Well, here's a serious philosophical problem that Hume brought up a few hundred years ago: how can physical stuff interact with physical stuff? Seriously.

Regardless, let's not let another subject with its own considerations negate the progress we've made. It's better to offer a solution that we don't understand how it works than no solution at all. Cf. all the problems of physics, for example.

But we do have some understanding of how physical stuff interacts with physical stuff. There's a scientific discipline devoted to the study of this exact topic -- physics.

How about from people like intro to philosophy text authors? Why Chopra? That opens up a level of ridicule (IMV), which indicates to me a degree of ridiculousness you have toward the possibility of other ways of ascertaining things.

Things can be known a priori, a posteriori, empirically (experience), emprically (scientifically), intuited, and probably a few others.

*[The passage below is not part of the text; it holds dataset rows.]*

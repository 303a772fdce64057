//! Time-homogeneous covariance back-solved from caplet volatilities.
//!
//! Rate `i` with fixing `T_i` is driven, while `T_p <= t < T_{p+1}` and
//! `p < i`, by the base row `λ_{i−p−1}·b_{i−p−1}`, where `b_k` is a unit-norm
//! factor loading taken from the target correlation. The `λ_k` are solved
//! sequentially so that the variance accumulated up to `T_i` equals
//! `σ_caplet(T_i)²·(T_i − T_0)`.

use crate::covariance::CovarianceParameterization;
use lmm_core::{ensure, errors::Result, Error, Real, Time};
use lmm_math::{pseudo_sqrt, search::upper_bound, Matrix, SalvagingAlgorithm};
use lmm_termstructures::CapletVolatilityStructure;
use tracing::debug;

/// Hull-White style covariance of `N` forward rates with `factors` factors.
#[derive(Debug, Clone)]
pub struct HullWhiteParameterization {
    fixing_times: Vec<Time>,
    factors: usize,
    lambda: Vec<Real>,
    /// `(N − 1) × factors`, row `k` driving a rate `k + 1` periods from reset.
    diffusion: Matrix,
    /// `diffusion · diffusionᵗ`.
    covariance: Matrix,
}

impl HullWhiteParameterization {
    /// Calibrate to `caplet_volatility` over `fixing_times`.
    ///
    /// `correlation` is the `(N − 1) × (N − 1)` target correlation between
    /// the rates after the first; pass an empty matrix for a one-factor
    /// model.
    pub fn new(
        fixing_times: Vec<Time>,
        caplet_volatility: &dyn CapletVolatilityStructure,
        correlation: &Matrix,
        factors: usize,
    ) -> Result<Self> {
        let n = fixing_times.len();
        ensure!(n >= 2, "at least two fixing times are required, got {n}");
        ensure!(
            fixing_times.windows(2).all(|w| w[1] > w[0]),
            "fixing times must be strictly increasing"
        );
        ensure!(factors >= 1, "at least one factor is required");
        let size = n - 1;

        let loadings = if correlation.is_empty() {
            ensure!(factors == 1, "a correlation matrix is required for {factors} factors");
            Matrix::from_element(size, 1, 1.0)
        } else {
            ensure!(
                correlation.is_square() && correlation.rows() == size,
                "correlation must be {size} x {size}, got {} x {}",
                correlation.rows(),
                correlation.cols()
            );
            ensure!(factors <= size, "{factors} factors exceed {size} correlated rates");
            let root = pseudo_sqrt(correlation, SalvagingAlgorithm::Spectral)?.leading_columns(factors);
            let mut loadings = root.clone();
            for i in 0..size {
                let norm = root.row_dot(i, i).sqrt();
                ensure!(norm > 0.0, "row {i} of the truncated correlation root vanishes");
                for q in 0..factors {
                    loadings[(i, q)] = root[(i, q)] / norm;
                }
            }
            loadings
        };

        let first_period = fixing_times[1] - fixing_times[0];
        let mut lambda: Vec<Real> = Vec::with_capacity(size);
        for i in 1..n {
            let accumulated: Real = (1..i)
                .map(|j| {
                    let l = lambda[i - j - 1];
                    l * l * (fixing_times[j + 1] - fixing_times[j])
                })
                .sum();
            let vol = caplet_volatility.volatility(fixing_times[i]);
            let target = vol * vol * (fixing_times[i] - fixing_times[0]);
            let residual = target - accumulated;
            if residual < 0.0 {
                return Err(Error::NonConvergence(format!(
                    "caplet variance {target} at fixing {i} is below the variance {accumulated} \
                     already implied by earlier periods"
                )));
            }
            lambda.push((residual / first_period).sqrt());
        }

        let diffusion = Matrix::from_fn(size, factors, |k, q| loadings[(k, q)] * lambda[k]);
        let covariance = &diffusion * &diffusion.transpose();
        debug!(rates = n, factors, "hull-white covariance calibrated");
        Ok(Self {
            fixing_times,
            factors,
            lambda,
            diffusion,
            covariance,
        })
    }

    /// Calibrated period volatilities `λ_k`.
    pub fn lambda(&self) -> &[Real] {
        &self.lambda
    }

    /// Fixing times.
    pub fn fixing_times(&self) -> &[Time] {
        &self.fixing_times
    }

    /// Number of fixings `<= t`.
    fn next_index_reset(&self, t: Time) -> usize {
        upper_bound(&self.fixing_times, t)
    }

    fn shifted(&self, base: &Matrix, t: Time, cols: usize) -> Matrix {
        let n = self.size();
        let m = self.next_index_reset(t);
        if m == 0 || m >= n {
            return Matrix::zeros(n, cols);
        }
        Matrix::from_fn(n, cols, |k, q| if k >= m { base[(k - m, q)] } else { 0.0 })
    }
}

impl CovarianceParameterization for HullWhiteParameterization {
    fn size(&self) -> usize {
        self.fixing_times.len()
    }

    fn factors(&self) -> usize {
        self.factors
    }

    fn diffusion(&self, t: Time, _x: &[Real]) -> Result<Matrix> {
        Ok(self.shifted(&self.diffusion, t, self.factors))
    }

    fn covariance(&self, t: Time, _x: &[Real]) -> Result<Matrix> {
        let n = self.size();
        let m = self.next_index_reset(t);
        if m == 0 || m >= n {
            return Ok(Matrix::zeros(n, n));
        }
        Ok(Matrix::from_fn(n, n, |k, l| {
            if k >= m && l >= m {
                self.covariance[(k - m, l - m)]
            } else {
                0.0
            }
        }))
    }

    fn integrated_covariance(&self, t: Time, _x: &[Real]) -> Result<Matrix> {
        let n = self.size();
        let mut result = Matrix::zeros(n, n);
        for p in 0..n - 1 {
            let start = self.fixing_times[p];
            if t <= start {
                break;
            }
            let dt = t.min(self.fixing_times[p + 1]) - start;
            for k in p + 1..n {
                for l in p + 1..n {
                    result[(k, l)] += self.covariance[(k - p - 1, l - p - 1)] * dt;
                }
            }
        }
        Ok(result)
    }
}

#[cfg(test)]
mod tests {
    use super::*;
    use crate::covariance::integrated_covariance_by_quadrature;
    use approx::{assert_abs_diff_eq, assert_relative_eq};
    use lmm_math::QuadratureSettings;
    use lmm_termstructures::{CapletVolatilityCurve, ConstantCapletVolatility};

    const FIXINGS: [Time; 5] = [0.5, 1.0, 1.5, 2.0, 2.5];

    fn exponential(size: usize, beta: Real) -> Matrix {
        Matrix::from_fn(size, size, |i, j| (-beta * (i as Real - j as Real).abs()).exp())
    }

    fn humped() -> CapletVolatilityCurve {
        CapletVolatilityCurve::new(&FIXINGS, &[0.18, 0.20, 0.21, 0.205, 0.20]).unwrap()
    }

    #[test]
    fn reproduces_caplet_variances() {
        let caplets = humped();
        let hw = HullWhiteParameterization::new(FIXINGS.to_vec(), &caplets, &exponential(4, 0.2), 2).unwrap();
        for i in 1..FIXINGS.len() {
            let c = hw.integrated_covariance(FIXINGS[i], &[]).unwrap();
            let vol = caplets.volatility(FIXINGS[i]);
            assert_relative_eq!(c[(i, i)], vol * vol * (FIXINGS[i] - FIXINGS[0]), max_relative = 1e-12);
        }
    }

    #[test]
    fn one_factor_flat_volatility() {
        let caplets = ConstantCapletVolatility::new(0.2).unwrap();
        let hw = HullWhiteParameterization::new(FIXINGS.to_vec(), &caplets, &Matrix::zeros(0, 0), 1).unwrap();
        for &l in hw.lambda() {
            assert_abs_diff_eq!(l, 0.2, epsilon = 1e-12);
        }
        let c = hw.covariance(0.7, &[]).unwrap();
        assert_eq!(c[(0, 0)], 0.0);
        assert_eq!(c[(0, 3)], 0.0);
        assert_abs_diff_eq!(c[(1, 1)], 0.04, epsilon = 1e-12);
        assert_abs_diff_eq!(c[(2, 3)], 0.04, epsilon = 1e-12);
    }

    #[test]
    fn diffusion_shifts_with_time() {
        let caplets = humped();
        let hw = HullWhiteParameterization::new(FIXINGS.to_vec(), &caplets, &exponential(4, 0.2), 2).unwrap();
        let d0 = hw.diffusion(0.6, &[]).unwrap();
        let d1 = hw.diffusion(1.2, &[]).unwrap();
        for q in 0..2 {
            assert_eq!(d0[(0, q)], 0.0);
            assert_eq!(d1[(1, q)], 0.0);
            assert_eq!(d0[(2, q)], d1[(3, q)]);
        }
        assert_eq!(hw.diffusion(0.1, &[]).unwrap().max_abs_diff(&Matrix::zeros(5, 2)), 0.0);
        assert_eq!(hw.diffusion(3.0, &[]).unwrap().max_abs_diff(&Matrix::zeros(5, 2)), 0.0);
    }

    #[test]
    fn closed_form_matches_generic_integration() {
        let caplets = humped();
        let hw = HullWhiteParameterization::new(FIXINGS.to_vec(), &caplets, &exponential(4, 0.3), 3).unwrap();
        let closed = hw.integrated_covariance(2.0, &[]).unwrap();
        let generic = integrated_covariance_by_quadrature(&hw, 2.0, &[], &QuadratureSettings::default()).unwrap();
        assert!(closed.max_abs_diff(&generic) < 1e-10);
    }

    #[test]
    fn infeasible_caplet_curve() {
        let caplets = CapletVolatilityCurve::new(&FIXINGS, &[0.30, 0.30, 0.10, 0.10, 0.10]).unwrap();
        let err = HullWhiteParameterization::new(FIXINGS.to_vec(), &caplets, &Matrix::zeros(0, 0), 1).unwrap_err();
        assert!(err.is_non_convergence());
    }

    #[test]
    fn invalid_inputs() {
        let caplets = ConstantCapletVolatility::new(0.2).unwrap();
        let empty = Matrix::zeros(0, 0);
        assert!(HullWhiteParameterization::new(vec![1.0], &caplets, &empty, 1).is_err());
        assert!(HullWhiteParameterization::new(FIXINGS.to_vec(), &caplets, &empty, 2).is_err());
        assert!(HullWhiteParameterization::new(FIXINGS.to_vec(), &caplets, &exponential(3, 0.1), 1).is_err());
        assert!(HullWhiteParameterization::new(FIXINGS.to_vec(), &caplets, &exponential(4, 0.1), 5).is_err());
    }
}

The standard you're talking about (testability) applies to the fourth one alone.

Like variant, I agree with using the term more broadly to refer to a way of distinguishing the truth and falsity of a claim.

Ah, because if you create everything, you previously have nothing? His example was more explicitly ex materia because he was talking about, I think, creating cars, which is using material in such a way to create a "new" thing. We're not talking about this with the cosmos. We're talking about *everything*, including the material we could even think of using to create cars.

Yes, and how do you know that (creatio ex nihilo) is what happened? His example is relevant because the "creation" you are referring to is significantly different to the "creation" we are familiar with.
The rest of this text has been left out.